Atomic I/O operations

This article brought to you by LWN subscribers

Subscribers to LWN.net made this article — and everything that surrounds it — possible. If you appreciate our content, please buy a subscription and make the next set of articles possible.

By Jonathan Corbet
May 30, 2013
LinuxCon Japan 2013
According to Btrfs developer Chris Mason, tuning Linux filesystems to work well on solid-state storage devices is a lot like working on an old, clunky car. Lots of work goes into just trying to make the thing run with decent performance. Old cars may have mainly hardware-related problems, but, with Linux, the bottleneck is almost always to be found in the software. It is, he said, hard to give a customer a high-performance device and expect them to actually see that performance in their application. Fixing this problem will require work in a lot of areas. One of those areas, supporting and using atomic I/O operations, shows particular potential.

The problem

To demonstrate the kind of problem that filesystem developers are grappling with, Chris started with a plot from a problematic customer workload on an ext4 filesystem; it showed alternating periods of high and low I/O throughput rates. The source of the problem, in this case, was a combination of (1) overwriting an existing file and (2) a filesystem that had been mounted in the data=ordered mode. That combination causes data blocks to be put into a special list that must get flushed to disk every [Chris Mason] time that the filesystem commits a transaction. Since the system in question had a fair amount of memory, the normal asynchronous writeback mechanism didn't kick in, so dirty blocks were not being written steadily; instead, they all had to be flushed when the transaction commit happened. The periods of low throughput corresponded to the transaction commits; everything just stopped while the filesystem caught up with its pending work.

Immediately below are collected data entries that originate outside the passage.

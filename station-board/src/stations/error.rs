//! Station directory error types.

use crate::digitraffic::DigitrafficError;

/// Errors that can occur when loading or caching station metadata.
#[derive(Debug, thiserror::Error)]
pub enum StationError {
    /// The metadata feed could not be fetched or parsed
    #[error("station metadata unavailable: {0}")]
    Source(#[from] DigitrafficError),

    /// Cache operation failed
    #[error("cache error: {message}")]
    Cache { message: String },
}

/// Errors from resolving user input to a station.
#[derive(Debug, Clone, PartialEq, Eq, thiserror::Error)]
pub enum ResolveError {
    /// Neither a query nor a selection was given
    #[error("please enter or choose a station")]
    EmptyQuery,

    /// Nothing in the directory matched
    #[error("station not found: {0}")]
    NotFound(String),
}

In general, a filesystem commit operation involves a number of steps, the first of which is to write all of the relevant file data and wait for that write to complete. Then the critical metadata can be written to the log; once again, the filesystem must wait until that write is done. Finally, the commit block can be written — inevitably followed by a wait. All of those waits are critical for filesystem integrity, but they can be quite hard on performance.

Quite a few workloads — including a lot of database workloads — are especially sensitive to the latency imposed by waits in the filesystem. If the number of waits could be somehow reduced, latency would improve. Fewer waits would also make it possible to send larger I/O operations to the device, with a couple of significant benefits: performance would improve, and, since large chunks are friendlier to a flash-based device's garbage-collection subsystem, the lifetime of the device would also improve. So reducing the number of wait operations executed in a filesystem transaction commit is an important prerequisite for getting the best performance out of contemporary drives.

Atomic I/O operations

One way to reduce waits is with atomic I/O operations — operations that are guaranteed (by the hardware) to either succeed or fail as a whole. If the system performs an atomic write of four blocks to the device, either all four blocks will be successfully written, or none of them will be. In many cases, hardware that supports atomic operations can provide the same integrity guarantees that are provided by waits now, making those waits unnecessary. The T10 (SCSI) standard committee has approved a simple specification for atomic operations; it only supports contiguous I/O operations, so it is "not very exciting." Work is proceeding on vectored atomic operations that would handle writes to multiple discontiguous areas on the disk, but that has not yet been finalized.

As an example of how atomic I/O operations can help performance, Chris looked at the special log used by Btrfs to implement the fsync() system call. The filesystem will respond to an fsync() by writing the important data to a new log block. In the current code, each commit only has to wait twice, thanks to some recent work by Josef Bacik: once for the write of the data and metadata, and once for the superblock write. That work brought a big performance boost, but atomic I/O can push things even further. By using atomic operations to eliminate one more wait, Chris was able to improve performance by 10-15%; he said he thought the improvement should be better than that, but even that level of improvement is the kind of thing database vendors send out press releases for. Getting a 15% improvement without even trying that hard, he said, was a nice thing.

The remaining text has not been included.